▸ **Work order**:
For each line below, check for the word "push", then state how many lines contain it, with no other output.

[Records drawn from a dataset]

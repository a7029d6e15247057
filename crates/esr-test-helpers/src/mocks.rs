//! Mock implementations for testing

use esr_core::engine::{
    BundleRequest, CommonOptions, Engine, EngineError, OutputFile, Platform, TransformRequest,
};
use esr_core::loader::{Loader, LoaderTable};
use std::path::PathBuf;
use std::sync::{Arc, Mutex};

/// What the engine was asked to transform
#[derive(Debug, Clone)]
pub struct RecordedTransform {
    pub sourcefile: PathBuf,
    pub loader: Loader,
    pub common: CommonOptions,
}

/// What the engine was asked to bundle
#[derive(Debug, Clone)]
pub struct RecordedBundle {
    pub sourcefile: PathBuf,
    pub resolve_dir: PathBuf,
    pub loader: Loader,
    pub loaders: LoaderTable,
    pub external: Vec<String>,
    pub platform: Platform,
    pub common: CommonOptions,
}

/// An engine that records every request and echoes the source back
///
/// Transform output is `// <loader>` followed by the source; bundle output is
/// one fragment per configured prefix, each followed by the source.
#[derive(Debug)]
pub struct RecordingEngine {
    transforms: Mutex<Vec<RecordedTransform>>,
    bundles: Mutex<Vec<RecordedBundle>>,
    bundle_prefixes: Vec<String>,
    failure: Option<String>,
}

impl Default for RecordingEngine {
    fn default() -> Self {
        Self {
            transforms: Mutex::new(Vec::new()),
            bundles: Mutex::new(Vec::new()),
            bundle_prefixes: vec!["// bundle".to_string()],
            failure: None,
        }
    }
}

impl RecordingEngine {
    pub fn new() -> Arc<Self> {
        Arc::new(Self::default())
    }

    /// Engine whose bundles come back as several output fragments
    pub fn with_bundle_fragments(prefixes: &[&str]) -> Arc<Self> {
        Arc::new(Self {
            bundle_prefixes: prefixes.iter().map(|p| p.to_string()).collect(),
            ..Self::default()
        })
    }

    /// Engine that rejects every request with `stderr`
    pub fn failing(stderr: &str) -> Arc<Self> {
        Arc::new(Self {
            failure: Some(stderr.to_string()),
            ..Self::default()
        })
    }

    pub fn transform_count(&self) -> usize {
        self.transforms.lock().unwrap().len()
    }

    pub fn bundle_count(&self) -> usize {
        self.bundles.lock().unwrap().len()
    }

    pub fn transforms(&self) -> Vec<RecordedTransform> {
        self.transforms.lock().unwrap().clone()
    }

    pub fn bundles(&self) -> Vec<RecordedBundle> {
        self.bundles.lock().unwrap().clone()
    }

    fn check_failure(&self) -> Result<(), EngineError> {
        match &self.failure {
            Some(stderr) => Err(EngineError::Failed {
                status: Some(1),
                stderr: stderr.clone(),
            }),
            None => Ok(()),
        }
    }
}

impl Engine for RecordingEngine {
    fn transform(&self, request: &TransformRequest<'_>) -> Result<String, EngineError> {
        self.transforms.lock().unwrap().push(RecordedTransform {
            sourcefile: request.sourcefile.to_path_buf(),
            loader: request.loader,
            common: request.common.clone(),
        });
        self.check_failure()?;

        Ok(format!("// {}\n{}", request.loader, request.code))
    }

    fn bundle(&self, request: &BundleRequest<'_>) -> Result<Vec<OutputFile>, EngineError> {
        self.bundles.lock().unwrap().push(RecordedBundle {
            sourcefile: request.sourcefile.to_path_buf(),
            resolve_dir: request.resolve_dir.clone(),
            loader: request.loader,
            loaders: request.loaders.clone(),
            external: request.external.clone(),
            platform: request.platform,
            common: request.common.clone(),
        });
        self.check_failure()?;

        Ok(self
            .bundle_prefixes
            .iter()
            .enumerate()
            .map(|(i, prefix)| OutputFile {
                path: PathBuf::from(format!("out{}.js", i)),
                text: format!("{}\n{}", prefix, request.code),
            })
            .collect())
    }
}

▸ **Your solution**:
2